Forgive me for what I am about to write, because, in the wake and afterglow of the Erma Bombeck Writers’ Workshop, I risk sacrilege: Erma Bombeck was not what she portrayed herself to be. I submit, for proof, this statement, in the humorist’s own words:

From Suzette Martinez Standring’s PowerPoint presentation at the Erma Bombeck Writers’ Conference: “Staying Power Advice from Top Opinion Columnists.”
I wondered what I had that was unique and ironically enough, I discovered something. I was ordinary, painfully middle of the road, bare boned Ohio Midwest beige, Our Town ordinary…
While it is true that Erma Bombeck wrote about the ordinary, mundane details and events of her life, only an extraordinary writer and person could have taken that ordinary turf and seeded it into fertile mountains of gold. By keeping her ear to the common ground—daily life and love in the realm of domesticity—Bombeck harvested an astonishing legacy as a humorist, writer, columnist, journalist, and television personality. Her hometown of Dayton, Ohio, celebrates her legacy every two years on the campus of the University of Dayton, at the writer’s conference and festival that bears her name. I was lucky; I was one of the 350 attendees from across the U.S. and Canada smart enough to register before the event sold out. In 12 hours.
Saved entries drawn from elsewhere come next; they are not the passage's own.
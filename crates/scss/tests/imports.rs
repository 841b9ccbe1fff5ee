use std::fs;
use std::sync::{Arc, Mutex};

use scss::{
    CompilationOptions, ImportHook, ImportResult, OutputStyle, ScssError, compile, compile_file,
};

fn compressed() -> CompilationOptions {
    CompilationOptions::default().with_output_style(OutputStyle::Compressed)
}

fn path_string(path: &std::path::Path) -> String {
    path.to_string_lossy().into_owned()
}

#[test]
fn unresolved_import_points_at_the_reference() {
    let err = compile("@import \"foo\";", &CompilationOptions::default()).unwrap_err();
    let ScssError::Import(details) = &err else {
        panic!("expected an import error, got {err:?}");
    };
    assert!(details.error_text.starts_with("Unable to find include file for @import"));
    assert_eq!((details.line, details.column), (1, 9));
}

#[test]
fn hook_supplies_the_stylesheet() {
    let hook = ImportHook::new(|reference, _| {
        if reference == "foo" {
            ImportResult::accepted("foo", "div {color: #FFF;}")
        } else {
            ImportResult::Declined
        }
    });
    let options = compressed().with_import_hook(hook);
    let result = compile("@import \"foo\";", &options).unwrap();
    assert_eq!(result.included_files, Some(vec!["foo".to_string()]));

    let inline = compile("div {color: #FFF;}", &compressed()).unwrap();
    assert_eq!(result.css, inline.css);
}

#[test]
fn transitive_imports_pass_the_previous_path() {
    let calls = Arc::new(Mutex::new(Vec::new()));
    let seen = calls.clone();
    let hook = ImportHook::new(move |reference, previous| {
        seen.lock().unwrap().push(previous.to_string());
        match reference {
            "foo" => ImportResult::accepted(
                "/this/is/a/sub/folder/foo.scss",
                "@import \"local/bar\";",
            ),
            "local/bar" => ImportResult::accepted(
                "/this/is/a/sub/folder/local/bar.scss",
                ".foo { color: red; }",
            ),
            _ => ImportResult::Declined,
        }
    });
    let options = compressed()
        .with_input_file("/test.scss")
        .with_import_hook(hook);
    let result = compile("@import \"foo\";", &options).unwrap();

    assert_eq!(result.css, ".foo{color:red}");
    assert_eq!(
        result.included_files,
        Some(vec![
            "/this/is/a/sub/folder/foo.scss".to_string(),
            "/this/is/a/sub/folder/local/bar.scss".to_string(),
        ])
    );
    assert_eq!(
        *calls.lock().unwrap(),
        vec!["/test.scss".to_string(), "/this/is/a/sub/folder/foo.scss".to_string()]
    );
}

#[test]
fn hook_failure_without_position_uses_the_import_site() {
    let hook = ImportHook::new(|_, _| ImportResult::Failed {
        line: 0,
        column: 0,
        message: "access denied".into(),
    });
    let options = CompilationOptions::default().with_import_hook(hook);
    let err = compile("a { b: c; }\n@import \"secret\";", &options).unwrap_err();
    let ScssError::Import(details) = &err else {
        panic!("expected an import error, got {err:?}");
    };
    assert_eq!(details.error_text, "access denied");
    assert_eq!((details.line, details.column), (2, 9));
}

#[test]
fn repeated_imports_are_evaluated_each_time() {
    let hook = ImportHook::new(|_, _| ImportResult::accepted("/shared.scss", ".s { a: b; }"));
    let options = compressed().with_import_hook(hook);
    let result = compile("@import \"shared\";\n@import \"shared\";", &options).unwrap();
    assert_eq!(result.css, ".s{a:b}.s{a:b}");
    assert_eq!(result.included_files.map(|files| files.len()), Some(2));
}

#[test]
fn imports_inside_rules_are_nested() {
    let hook = ImportHook::new(|_, _| ImportResult::accepted("/inner.scss", "b { c: d; }"));
    let options = compressed().with_import_hook(hook);
    let result = compile(".wrap { @import \"inner\"; }", &options).unwrap();
    assert_eq!(result.css, ".wrap b{c:d}");
}

#[test]
fn css_imports_are_kept_verbatim() {
    let result = compile(
        "@import \"theme.css\";\n@import url(print.css);\na { b: c; }",
        &compressed(),
    )
    .unwrap();
    assert!(result.css.starts_with("@import \"theme.css\";@import url(print.css);"));
    assert_eq!(result.included_files, None);
}

#[test]
fn variables_flow_through_imports() {
    let hook = ImportHook::new(|reference, _| match reference {
        "colors" => ImportResult::accepted("/colors.scss", "$brand: #336699;"),
        _ => ImportResult::Declined,
    });
    let options = compressed().with_import_hook(hook);
    let result = compile("@import \"colors\";\na { color: $brand; }", &options).unwrap();
    assert_eq!(result.css, "a{color:#369}");
}

#[test]
fn declined_hook_falls_back_to_the_filesystem() {
    let dir = tempfile::tempdir().unwrap();
    fs::write(dir.path().join("_vars.scss"), "$size: 3px;").unwrap();
    let main = dir.path().join("main.scss");
    fs::write(&main, "@import \"vars\";\na { width: $size; }").unwrap();

    let hook = ImportHook::new(|_, _| ImportResult::Declined);
    let result = compile_file(&main, &compressed().with_import_hook(hook)).unwrap();
    assert_eq!(result.css, "a{width:3px}");
}

#[test]
fn compile_file_lists_the_entry_first() {
    let dir = tempfile::tempdir().unwrap();
    let partial = dir.path().join("_partial.scss");
    fs::write(&partial, ".p { q: r; }").unwrap();
    let main = dir.path().join("main.scss");
    fs::write(&main, "@import \"partial\";").unwrap();

    let result = compile_file(&main, &compressed()).unwrap();
    assert_eq!(result.css, ".p{q:r}");
    assert_eq!(
        result.included_files,
        Some(vec![path_string(&main), path_string(&partial)])
    );
}

#[test]
fn include_paths_are_searched_in_order() {
    let first = tempfile::tempdir().unwrap();
    let second = tempfile::tempdir().unwrap();
    fs::write(second.path().join("theme.scss"), "a { from: second; }").unwrap();
    fs::create_dir(first.path().join("theme")).unwrap();
    fs::write(first.path().join("theme").join("_index.scss"), "a { from: first; }").unwrap();

    let options = compressed()
        .with_include_path(first.path())
        .with_include_path(second.path());
    let result = compile("@import \"theme\";", &options).unwrap();
    assert_eq!(result.css, "a{from:first}");

    let options = compressed().with_include_path(second.path());
    let result = compile("@import \"theme\";", &options).unwrap();
    assert_eq!(result.css, "a{from:second}");
}

#[test]
fn sass_partials_use_the_indented_syntax() {
    let dir = tempfile::tempdir().unwrap();
    fs::write(dir.path().join("_mixins.sass"), "=pad($n)\n  padding: $n\n").unwrap();
    let main = dir.path().join("main.scss");
    fs::write(&main, "@import \"mixins\";\na { @include pad(2px); }").unwrap();

    let result = compile_file(&main, &compressed()).unwrap();
    assert_eq!(result.css, "a{padding:2px}");
}

#[test]
fn import_cycles_are_fatal() {
    let dir = tempfile::tempdir().unwrap();
    let a = dir.path().join("a.scss");
    let b = dir.path().join("b.scss");
    fs::write(&a, "@import \"b\";").unwrap();
    fs::write(&b, "@import \"a\";").unwrap();

    let err = compile_file(&a, &CompilationOptions::default()).unwrap_err();
    let ScssError::Import(details) = &err else {
        panic!("expected an import error, got {err:?}");
    };
    let expected = format!(
        "An @import loop has been found:\n    {a} imports {b}\n    {b} imports {a}",
        a = path_string(&a),
        b = path_string(&b),
    );
    assert_eq!(details.error_text, expected);
    assert_eq!(details.file, path_string(&b));
}

#[test]
fn cycles_through_parent_directory_are_detected() {
    let dir = tempfile::tempdir().unwrap();
    fs::create_dir(dir.path().join("sub")).unwrap();
    let a = dir.path().join("sub").join("a.scss");
    fs::write(&a, "@import \"../sub/a\";").unwrap();

    let err = compile_file(&a, &CompilationOptions::default()).unwrap_err();
    let ScssError::Import(details) = &err else {
        panic!("expected an import error, got {err:?}");
    };
    let a = path_string(&a);
    assert_eq!(
        details.error_text,
        format!("An @import loop has been found:\n    {a} imports {a}")
    );
}

#[test]
fn dot_relative_self_import_names_the_entry_file() {
    let dir = tempfile::tempdir().unwrap();
    let a = dir.path().join("a.scss");
    fs::write(&a, "@import \"./a\";").unwrap();

    let err = compile_file(&a, &CompilationOptions::default()).unwrap_err();
    let ScssError::Import(details) = &err else {
        panic!("expected an import error, got {err:?}");
    };
    let a = path_string(&a);
    assert_eq!(
        details.error_text,
        format!("An @import loop has been found:\n    {a} imports {a}")
    );
    assert_eq!(details.file, a);
}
It takes an extraordinary woman to remain married to the same man for decades, raise three children (all of whom were present at the festival), walk the walk of feminism (she was an early supporter of the Equal Rights Amendment), write and publish, and keep her voice pure and true. No. Erma Bombeck, taken from us much too soon at the age of 69, was as far from ordinary as Dubai is from Dayton.
According to the Bombeck workshop website, http://www.humorwriters.org, Bombeck’s syndicated column, “At Wit’s End,” appeared in more than 900 newspapers. She wrote twelve books, nine of which were on the The New York Times’ bestseller list. She appeared regularly ABC-TV’s Good Morning America for 11 years. She was still writing her column for Universal Press Syndicate and developing a new book for Harper Collins Publishers when she died from complications of a kidney transplant on April 22, 1996.
I believe Erma Bombeck deserves to be mentioned in the same breath as another Ohio-born humorist—James Thurber.
When I was entering adulthood in the 1970s, I read and treasured two of her most famous books: If Life is a Bowl of Cherries, What am I Doing in the Pits? and The Grass is Always Greener over the Septic Tank. Her writing, while hilarious, also made me feel as though I were reading the work of a good friend. That was her special gift, I think. Everyone felt that they knew Erma, and at the conference, everyone did. Her spirit was everywhere, most especially during Phil Donahue’s first-night keynote address. Donahue and Erma lived on the same street in the Dayton suburb of Kettering when both were just starting their careers. Bombeck, then a journalist for the Kettering-Oakwood Times, interviewed Donahue, then an announcer at radio station WHIO in Dayton. A lifelong friendship developed, and the moving eulogy that Donahue delivered at Bombeck’s funeral, which he shared with the audience, encapsulates the honesty, humor, and utter lack of pretense that was Erma Bombeck.
I had an opportunity after dinner to tell Donahue that I loved what he said about Erma, and to present him with two original photographs from the days when his father-in-law, entertainer Danny Thomas, was raising funds for what would eventually become St. Jude Children’s Research Hospital. My father was a local fundraiser from Elyria, Ohio, and a huge benefit was held at a Cleveland hotel ballroom in April 1961.
There’s so much more that I want to share with you about the conference—what I learned, who I saw, how I managed to navigate the campus with my knee-scooter and the help of the incredibly supportive staff at the University of Dayton—that I’ll likely have to write another post or two. For now, to keep up with all the conference news, I invite you to go on Twitter and follow hashtag #EBWW2014. You can also follow me there—here’s my handle: @midlife2wife. I’m still tweeting about the conference, so you won’t miss a thing!
I’d write more now, but I have some chores to do around the house. You do know what Erma said about housework, don’t you?
Housework, if done right, can kill you.